┌────────

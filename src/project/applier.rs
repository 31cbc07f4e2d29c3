// src/project/applier.rs

//! Applies an action plan to one project.
//!
//! Actions run in list order, each atomic from the manifest's point of
//! view: the manifest is replaced after the store and the project system
//! reflect the action, so readers see pre- or post-state only. A failing
//! action aborts the remainder with the original cause preserved.

use crate::error::{Error, Result};
use crate::identity::{same_id, PackageIdentity};
use crate::package::{self, PackageMetadata};
use crate::project::{PackageReference, Project, ProjectContext};
use crate::solution::SolutionManager;
use crate::source::{PackageSource, SourceGateway};
use crate::transaction::{ActionPlan, ProjectAction};
use crate::version::PackageVersion;
use tokio_util::sync::CancellationToken;
use tracing::{debug, info, warn};

/// The version gate packages test with `min_client_version`.
pub fn client_version() -> PackageVersion {
    PackageVersion::new(3, 5, 0)
}

/// Package types this implementation understands. Anything else fails the
/// install before any mutation.
const KNOWN_PACKAGE_TYPES: &[&str] = &["dependency", "legacy"];

pub struct Applier<'a> {
    gateway: &'a SourceGateway,
    solution: &'a SolutionManager,
}

impl<'a> Applier<'a> {
    pub fn new(gateway: &'a SourceGateway, solution: &'a SolutionManager) -> Self {
        Self { gateway, solution }
    }

    /// Apply every action in order. Cancellation between actions leaves
    /// the project consistent up to the last completed action.
    pub async fn execute(
        &self,
        project: &Project,
        plan: &ActionPlan,
        ctx: &ProjectContext,
        cancel: &CancellationToken,
    ) -> Result<()> {
        let _guard = project.apply_guard().await;
        let mut installed_any = false;
        // Entries removed earlier in this plan, kept so an install of the
        // same id (a logical update) can restore every attribute the
        // applier does not own.
        let mut removed_entries: std::collections::HashMap<String, PackageReference> =
            std::collections::HashMap::new();

        for action in &plan.actions {
            if cancel.is_cancelled() {
                return Err(Error::Cancelled);
            }

            let applied = match action {
                ProjectAction::Uninstall { identity } => {
                    self.uninstall(project, identity, &mut removed_entries, cancel)
                        .await
                }
                ProjectAction::Install { identity, source } => {
                    self.install(project, identity, source.as_ref(), &removed_entries, ctx, cancel)
                        .await
                }
            };
            if let Err(e) = applied {
                return Err(Error::aggregate(
                    format!("failed to {action} in project '{}'", project.name()),
                    e,
                ));
            }
            installed_any = installed_any || action.is_install();
        }

        if installed_any && !ctx.binding_redirects_disabled {
            project.system().write_binding_redirects().await?;
        }

        Ok(())
    }

    async fn uninstall(
        &self,
        project: &Project,
        identity: &PackageIdentity,
        removed_entries: &mut std::collections::HashMap<String, PackageReference>,
        _cancel: &CancellationToken,
    ) -> Result<()> {
        let mut references = project.manifest().read().await?;
        let Some(position) = references
            .iter()
            .position(|r| same_id(&r.identity.id, &identity.id))
        else {
            warn!(identity = %identity, project = project.name(), "not in manifest, nothing to uninstall");
            return Ok(());
        };

        let store = self.solution.store();
        if store.is_restored(identity).await {
            let items = match store
                .compatible_items(identity, project.target_framework())
                .await
            {
                Ok(items) => items,
                // Content that never matched this framework has nothing to
                // remove from the project system.
                Err(Error::NoCompatibleItems { .. }) => Vec::new(),
                Err(e) => return Err(e),
            };
            project.system().remove_references(identity, &items).await?;
        } else {
            debug!(identity = %identity, "unrestored package, skipping reference removal");
        }

        let removed = references.remove(position);
        project.manifest().write(&references).await?;
        removed_entries.insert(crate::identity::id_key(&identity.id), removed);

        if !self
            .solution
            .referenced_elsewhere(identity, project.name())
            .await?
        {
            store.remove_package(identity).await?;
        } else {
            debug!(identity = %identity, "store content still referenced by another project");
        }

        info!(identity = %identity, project = project.name(), "uninstalled");
        Ok(())
    }

    async fn install(
        &self,
        project: &Project,
        identity: &PackageIdentity,
        _source: Option<&PackageSource>,
        removed_entries: &std::collections::HashMap<String, PackageReference>,
        ctx: &ProjectContext,
        cancel: &CancellationToken,
    ) -> Result<()> {
        let (bytes, origin) = self.gateway.fetch_package(identity, cancel).await?;
        let metadata = package::read_metadata(&bytes)
            .map_err(|e| Error::aggregate(format!("reading package '{identity}'"), e))?;

        // Gates run before any mutation for this action.
        check_client_gates(identity, &metadata)?;

        let store = self.solution.store();
        store.add_package(identity, &bytes).await?;
        let items = store
            .compatible_items(identity, project.target_framework())
            .await?;
        project.system().add_references(identity, &items).await?;

        let mut references = project.manifest().read().await?;
        match references
            .iter()
            .position(|r| same_id(&r.identity.id, &identity.id))
        {
            Some(position) => {
                // Replace in place: every attribute the applier does not
                // own stays as the user wrote it.
                references[position] = references[position]
                    .with_version(identity.version.clone(), project.target_framework());
            }
            None => {
                // An update runs as uninstall-then-install of one id; the
                // removed entry's attributes carry over to the new one.
                let reference = match removed_entries.get(&crate::identity::id_key(&identity.id)) {
                    Some(previous) => {
                        previous.with_version(identity.version.clone(), project.target_framework())
                    }
                    None => {
                        let mut fresh = PackageReference::new(
                            identity.clone(),
                            Some(project.target_framework().clone()),
                        );
                        if metadata.development_dependency {
                            fresh = fresh.with_development_dependency(true);
                        }
                        fresh
                    }
                };
                references.push(reference);
            }
        }
        project.manifest().write(&references).await?;

        if let Some(execution) = &ctx.execution_context {
            if execution.is_direct(identity) {
                if let Some(readme) = store.readme_path(identity).await {
                    execution.record_opened(readme);
                }
            }
        }

        info!(identity = %identity, project = project.name(), source = %origin, "installed");
        Ok(())
    }
}

fn check_client_gates(identity: &PackageIdentity, metadata: &PackageMetadata) -> Result<()> {
    if let Some(min) = metadata.min_client_version()? {
        let current = client_version();
        if min > current {
            return Err(Error::VersionNotSatisfied {
                identity: identity.to_string(),
                reason: format!("declares minClientVersion {min}, this client is {current}"),
            });
        }
    }
    for package_type in &metadata.package_types {
        if !KNOWN_PACKAGE_TYPES
            .iter()
            .any(|known| package_type.eq_ignore_ascii_case(known))
        {
            return Err(Error::VersionNotSatisfied {
                identity: identity.to_string(),
                reason: format!("declares unsupported package type '{package_type}'"),
            });
        }
    }
    Ok(())
}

└────────

### What is being asked:
Count the lines of the material holding "PackageIdentity". Report the number alone.

### Solution:
4